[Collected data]
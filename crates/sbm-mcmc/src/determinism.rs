use sbm_core::rng::derive_substream_seed;

const SWEEP_STREAM: u64 = 0x53_57_45_45_50; // "SWEEP"
const EXCHANGE_STREAM: u64 = 0x45_58_43_48; // "EXCH"

/// Seed for the RNG driving one sweep of a run.
///
/// Seeds are derived, never shared: replaying a run with the same master
/// seed reproduces every draw, and sweeps may be re-executed in isolation.
pub fn sweep_seed(master_seed: u64, sweep: usize) -> u64 {
    derive_substream_seed(
        derive_substream_seed(master_seed, SWEEP_STREAM),
        sweep as u64,
    )
}

/// Seed for auxiliary draws outside the sweep loop (initial shuffles,
/// diagnostics).
pub fn auxiliary_seed(master_seed: u64, slot: u64) -> u64 {
    derive_substream_seed(
        derive_substream_seed(master_seed, EXCHANGE_STREAM),
        slot,
    )
}
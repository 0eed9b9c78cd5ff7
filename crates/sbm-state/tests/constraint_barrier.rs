mod common;

use common::triangle;
use sbm_core::SbmError;
use sbm_state::{BlockState, BlockStateOpts, EntropyArgs};

fn constrained_state() -> BlockState {
    BlockState::new(
        triangle(),
        vec![0, 0, 1],
        BlockStateOpts {
            bclabel: Some(vec![0, 1]),
            ..BlockStateOpts::default()
        },
    )
    .unwrap()
}

#[test]
fn moves_across_colours_fail() {
    let mut state = constrained_state();
    let err = state.move_vertex(0, 1).unwrap_err();
    assert!(matches!(err, SbmError::Constraint(_)));
    // The state is untouched by the refused move.
    assert_eq!(state.block_of(0), 0);
    assert!(state.check_edge_counts());
}

#[test]
fn virtual_moves_across_colours_are_infinitely_expensive() {
    let mut state = constrained_state();
    let ds = state.virtual_move(0, 0, 1, &EntropyArgs::adjacency_exact());
    assert_eq!(ds, f64::INFINITY);
}

#[test]
fn moves_within_a_colour_still_work() {
    let mut state = constrained_state();
    // Vertex 1 shares block 0's colour with nothing else; moving it to a
    // fresh block of the same colour is fine.
    let fresh = state.add_block(0);
    state.move_vertex(1, fresh).unwrap();
    assert_eq!(state.block_of(1), fresh);
}
use sbm_core::{init_cache, lbinom, lbinom_fast, lgamma, lgamma_fast, log1p_exp, log_sum, safelog, xlogx};

#[test]
fn degenerate_arguments_are_defined_as_zero() {
    assert_eq!(xlogx(0.0), 0.0);
    assert_eq!(xlogx(-3.0), 0.0);
    assert_eq!(safelog(0.0), 0.0);
    assert_eq!(lgamma(1.0), 0.0);
    assert_eq!(lbinom(10.0, 0.0), 0.0);
}

#[test]
fn cached_and_exact_lgamma_agree() {
    init_cache(64);
    for x in 1..64 {
        let fast = lgamma_fast(x);
        let exact = lgamma(x as f64);
        assert!((fast - exact).abs() < 1e-12, "x={x}: {fast} vs {exact}");
    }
    // Past the table the fallback must serve the exact value.
    let far = lgamma_fast(100_000);
    assert!((far - lgamma(100_000.0)).abs() < 1e-9);
}

#[test]
fn binomials_match_direct_counts() {
    init_cache(64);
    let cases = [(5usize, 2usize, 10.0), (10, 3, 120.0), (6, 6, 1.0), (52, 5, 2_598_960.0)];
    for (n, k, expect) in cases {
        let val = lbinom_fast(n, k).exp();
        assert!((val - expect).abs() / expect < 1e-10, "C({n},{k})={val}");
    }
    assert_eq!(lbinom_fast(3, 5), f64::NEG_INFINITY);
}

#[test]
fn log_sum_is_stable_for_spread_arguments() {
    let a: f64 = 1000.0;
    let b: f64 = 0.0;
    assert!((log_sum(a, b) - a).abs() < 1e-9);
    let close = log_sum(2.0f64.ln(), 3.0f64.ln());
    assert!((close - 5.0f64.ln()).abs() < 1e-12);
    assert_eq!(log_sum(f64::NEG_INFINITY, 1.5), 1.5);
    assert!((log1p_exp(0.0) - 2.0f64.ln()).abs() < 1e-12);
}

> **Task to carry out**
Check each line of the records above, and copy those that hold the word "cases".

> **Answer section**
    let cases = [(5usize, 2usize, 10.0), (10, 3, 120.0), (6, 6, 1.0), (52, 5, 2_598_960.0)];
    for (n, k, expect) in cases {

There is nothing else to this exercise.